# Exercise aim
Within the entries below, find the portion that opens with the line containing "filename src/lib.rs" and closes with the line containing "let stop = StopSignal::new();". Retype that portion exactly and only.
══ Data for this task ══
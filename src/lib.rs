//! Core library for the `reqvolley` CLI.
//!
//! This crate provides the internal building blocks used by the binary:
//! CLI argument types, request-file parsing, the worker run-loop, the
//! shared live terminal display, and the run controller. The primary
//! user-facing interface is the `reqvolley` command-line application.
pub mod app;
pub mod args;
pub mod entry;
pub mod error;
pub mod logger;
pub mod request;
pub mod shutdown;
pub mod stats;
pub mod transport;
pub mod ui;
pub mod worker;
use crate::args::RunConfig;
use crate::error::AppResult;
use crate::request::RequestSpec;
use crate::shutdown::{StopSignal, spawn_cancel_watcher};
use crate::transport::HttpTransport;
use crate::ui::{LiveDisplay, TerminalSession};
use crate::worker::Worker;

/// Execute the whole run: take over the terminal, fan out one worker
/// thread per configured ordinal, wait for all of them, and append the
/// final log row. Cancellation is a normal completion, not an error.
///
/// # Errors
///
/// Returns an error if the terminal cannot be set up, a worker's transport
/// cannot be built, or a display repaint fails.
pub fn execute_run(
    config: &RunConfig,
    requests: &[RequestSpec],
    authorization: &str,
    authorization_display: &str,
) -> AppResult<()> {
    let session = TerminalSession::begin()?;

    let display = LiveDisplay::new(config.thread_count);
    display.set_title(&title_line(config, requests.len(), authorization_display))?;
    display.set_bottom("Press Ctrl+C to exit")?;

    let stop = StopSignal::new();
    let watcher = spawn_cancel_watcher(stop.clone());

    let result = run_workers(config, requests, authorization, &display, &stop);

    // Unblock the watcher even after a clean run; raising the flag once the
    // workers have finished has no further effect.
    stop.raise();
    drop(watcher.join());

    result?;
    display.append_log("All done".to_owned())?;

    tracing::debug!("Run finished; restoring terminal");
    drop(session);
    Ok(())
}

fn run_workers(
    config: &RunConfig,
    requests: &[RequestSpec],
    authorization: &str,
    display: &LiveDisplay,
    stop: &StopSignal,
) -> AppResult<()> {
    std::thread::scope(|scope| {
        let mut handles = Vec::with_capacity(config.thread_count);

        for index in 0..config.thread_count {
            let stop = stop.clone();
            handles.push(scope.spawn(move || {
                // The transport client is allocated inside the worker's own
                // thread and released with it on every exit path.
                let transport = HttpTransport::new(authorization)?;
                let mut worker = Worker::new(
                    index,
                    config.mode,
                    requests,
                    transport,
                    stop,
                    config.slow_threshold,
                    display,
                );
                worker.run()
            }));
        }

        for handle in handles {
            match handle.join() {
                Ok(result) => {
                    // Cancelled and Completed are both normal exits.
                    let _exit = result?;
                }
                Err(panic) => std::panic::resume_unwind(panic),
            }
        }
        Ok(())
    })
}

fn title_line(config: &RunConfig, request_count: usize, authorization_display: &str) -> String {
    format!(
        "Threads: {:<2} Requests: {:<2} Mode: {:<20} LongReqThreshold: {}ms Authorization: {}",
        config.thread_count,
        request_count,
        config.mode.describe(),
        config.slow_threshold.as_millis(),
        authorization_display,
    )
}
═══
══ Data for this task ══
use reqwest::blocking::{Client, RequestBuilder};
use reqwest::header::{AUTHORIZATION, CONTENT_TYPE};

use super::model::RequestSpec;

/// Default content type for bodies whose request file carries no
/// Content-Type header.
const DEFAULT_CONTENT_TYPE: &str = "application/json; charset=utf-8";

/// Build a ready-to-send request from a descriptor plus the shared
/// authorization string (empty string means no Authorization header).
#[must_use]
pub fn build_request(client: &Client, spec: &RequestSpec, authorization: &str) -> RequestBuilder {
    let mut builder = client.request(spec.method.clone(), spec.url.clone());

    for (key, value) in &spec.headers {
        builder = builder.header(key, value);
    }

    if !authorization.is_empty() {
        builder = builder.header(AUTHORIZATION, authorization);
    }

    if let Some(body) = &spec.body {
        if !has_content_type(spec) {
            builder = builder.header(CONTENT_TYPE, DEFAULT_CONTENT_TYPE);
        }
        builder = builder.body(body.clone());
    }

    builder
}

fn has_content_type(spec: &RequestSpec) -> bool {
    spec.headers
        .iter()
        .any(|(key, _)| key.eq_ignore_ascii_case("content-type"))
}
═══
# Output below
filename src/lib.rs
//! Core library for the `reqvolley` CLI.
//!
//! This crate provides the internal building blocks used by the binary:
//! CLI argument types, request-file parsing, the worker run-loop, the
//! shared live terminal display, and the run controller. The primary
//! user-facing interface is the `reqvolley` command-line application.
pub mod app;
pub mod args;
pub mod entry;
pub mod error;
pub mod logger;
pub mod request;
pub mod shutdown;
pub mod stats;
pub mod transport;
pub mod ui;
pub mod worker;
use crate::args::RunConfig;
use crate::error::AppResult;
use crate::request::RequestSpec;
use crate::shutdown::{StopSignal, spawn_cancel_watcher};
use crate::transport::HttpTransport;
use crate::ui::{LiveDisplay, TerminalSession};
use crate::worker::Worker;

/// Execute the whole run: take over the terminal, fan out one worker
/// thread per configured ordinal, wait for all of them, and append the
/// final log row. Cancellation is a normal completion, not an error.
///
/// # Errors
///
/// Returns an error if the terminal cannot be set up, a worker's transport
/// cannot be built, or a display repaint fails.
pub fn execute_run(
    config: &RunConfig,
    requests: &[RequestSpec],
    authorization: &str,
    authorization_display: &str,
) -> AppResult<()> {
    let session = TerminalSession::begin()?;

    let display = LiveDisplay::new(config.thread_count);
    display.set_title(&title_line(config, requests.len(), authorization_display))?;
    display.set_bottom("Press Ctrl+C to exit")?;

    let stop = StopSignal::new();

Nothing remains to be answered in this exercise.